ASSIGNMENT: The reply should consist of one number, the count of lines below in which the word "StructureExtractor" appears.

SUPPLIED ENTRIES:
◇ ◇ ◇ ◇ ◇ ◇ ◇
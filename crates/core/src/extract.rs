//! Structural extraction from normalized Markdown.
//!
//! A single forward scan classifies each line as a section boundary (`## `),
//! a hint boundary (`### `) or content, and accumulates hint buffers that are
//! flushed into [`SlideHint`]s when the next boundary or the end of input is
//! reached.

use crate::types::{
    hint_id, section_id, DocumentStructure, Section, SlideHint, DEFAULT_DOC_TITLE,
    DEFAULT_HINT_TITLE,
};
use regex::Regex;
use std::sync::LazyLock;

const TITLE_MARKER: &str = "# ";
const SECTION_MARKER: &str = "## ";
const HINT_MARKER: &str = "### ";

/// A list marker (`-`, `*`, `+` or `1.`) followed by whitespace.
static BULLET_MARKER_REGEX: LazyLock<Regex> =
    LazyLock::new(|| Regex::new(r"^(?:[-*+]|\d+\.)\s+").unwrap());

/// Classification of a single normalized line.
#[derive(Debug, Clone, Copy, PartialEq, Eq)]
pub enum LineKind<'a> {
    /// `## heading`: starts a new section.
    SectionBoundary(&'a str),
    /// `### title`: starts a new slide hint within the current section.
    HintBoundary(&'a str),
    /// Anything else, including `# ` lines and blank lines.
    Content,
}

/// Classify a line. Section boundaries take priority over hint boundaries.
pub fn classify_line(line: &str) -> LineKind<'_> {
    if let Some(rest) = line.strip_prefix(SECTION_MARKER) {
        LineKind::SectionBoundary(rest.trim())
    } else if let Some(rest) = line.strip_prefix(HINT_MARKER) {
        LineKind::HintBoundary(rest.trim())
    } else {
        LineKind::Content
    }
}

/// Return the text of the first `# ` heading, or the default title.
pub fn extract_title(text: &str) -> String {
    text.lines()
        .find_map(|line| line.strip_prefix(TITLE_MARKER))
        .map(|rest| rest.trim().to_string())
        .unwrap_or_else(|| DEFAULT_DOC_TITLE.to_string())
}

/// If the trimmed line is a list item, return its text with the marker removed.
///
/// Only one marker is stripped: `- - x` yields `- x`.
pub fn parse_bullet(line: &str) -> Option<&str> {
    let trimmed = line.trim();
    BULLET_MARKER_REGEX
        .find(trimmed)
        .map(|m| &trimmed[m.end()..])
}

/// Whether any line is an ATX heading (`#` run followed by a space).
fn has_headings(text: &str) -> bool {
    text.lines().any(|line| {
        let rest = line.trim_start_matches('#');
        rest.len() < line.len() && rest.starts_with(' ')
    })
}

/// Lines collected for one prospective slide hint.
#[derive(Debug, Default)]
struct HintBuffer<'a> {
    /// Title from the `###` line that opened the buffer, if any.
    heading: Option<&'a str>,
    /// Body lines, unmodified.
    lines: Vec<&'a str>,
}

impl<'a> HintBuffer<'a> {
    fn with_heading(title: &'a str) -> Self {
        Self {
            heading: Some(title),
            lines: Vec::new(),
        }
    }

    fn is_empty(&self) -> bool {
        self.heading.is_none() && self.lines.is_empty()
    }

    /// Turn the buffer into a hint numbered `number`, or `None` if it has no
    /// body text and no bullets.
    fn into_hint(self, number: usize) -> Option<SlideHint> {
        let mut bullets = Vec::new();
        let mut raw_lines = Vec::new();

        for line in self.lines.into_iter().filter(|l| !l.trim().is_empty()) {
            if let Some(bullet) = parse_bullet(line) {
                bullets.push(bullet.to_string());
            }
            raw_lines.push(line);
        }

        let raw_text = raw_lines.join("\n").trim().to_string();
        if raw_text.is_empty() && bullets.is_empty() {
            return None;
        }

        Some(SlideHint {
            id: hint_id(number),
            title: self.heading.unwrap_or(DEFAULT_HINT_TITLE).to_string(),
            bullets,
            raw_text,
        })
    }
}

/// Mutable state threaded through one scan. Each call to
/// [`StructureExtractor::extract`] owns a fresh instance.
#[derive(Debug, Default)]
struct ScanState<'a> {
    sections: Vec<Section>,
    current: Option<Section>,
    buffer: HintBuffer<'a>,
    section_count: usize,
    hint_count: usize,
}

impl<'a> ScanState<'a> {
    fn feed(&mut self, line: &'a str) {
        match classify_line(line) {
            LineKind::SectionBoundary(heading) => {
                self.flush_hint();
                self.close_section();
                self.section_count += 1;
                self.current = Some(Section::new(section_id(self.section_count), heading));
            }
            LineKind::HintBoundary(title) => {
                self.flush_hint();
                self.buffer = HintBuffer::with_heading(title);
            }
            LineKind::Content => {
                if self.current.is_some() {
                    self.buffer.lines.push(line);
                } else if !line.trim().is_empty() {
                    log::trace!("Dropping content before first section: {:?}", line);
                }
            }
        }
    }

    /// Convert the current buffer into a hint of the current section.
    /// The buffer is always cleared.
    fn flush_hint(&mut self) {
        let buffer = std::mem::take(&mut self.buffer);
        if buffer.is_empty() {
            return;
        }

        let Some(section) = self.current.as_mut() else {
            return;
        };

        let heading = buffer.heading;
        match buffer.into_hint(self.hint_count + 1) {
            Some(hint) => {
                self.hint_count += 1;
                section.hints.push(hint);
            }
            None => {
                log::trace!(
                    "Discarding empty hint {:?} in section {}",
                    heading.unwrap_or(DEFAULT_HINT_TITLE),
                    section.id
                );
            }
        }
    }

    fn close_section(&mut self) {
        if let Some(section) = self.current.take() {
            self.sections.push(section);
        }
    }

    fn finish(mut self) -> Vec<Section> {
        self.flush_hint();
        self.close_section();
        self.sections
    }
}

/// Extracts a [`DocumentStructure`] from normalized Markdown.
///
/// Extraction is total: any string yields a structure. A document without
/// `## ` headings has no sections, and content before the first section is
/// dropped.
#[derive(Debug, Clone, Default)]
pub struct StructureExtractor;

impl StructureExtractor {
    /// Create a new extractor.
    pub fn new() -> Self {
        Self
    }

    /// Extract the document structure.
    pub fn extract(&self, text: &str) -> DocumentStructure {
        let mut doc = DocumentStructure::new(extract_title(text));

        let mut state = ScanState::default();
        for line in text.split('\n') {
            state.feed(line);
        }
        doc.sections = state.finish();

        if doc.sections.is_empty() && has_headings(text) {
            log::warn!("Document has headings but no '## ' sections");
        }

        log::debug!(
            "Extracted {} sections, {} slide hints from \"{}\"",
            doc.sections.len(),
            doc.hint_count(),
            doc.title
        );

        doc
    }
}

/// Extract the document structure with the default extractor.
pub fn extract_structure(text: &str) -> DocumentStructure {
    StructureExtractor::new().extract(text)
}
◇ ◇ ◇ ◇ ◇ ◇ ◇
REPLY: 4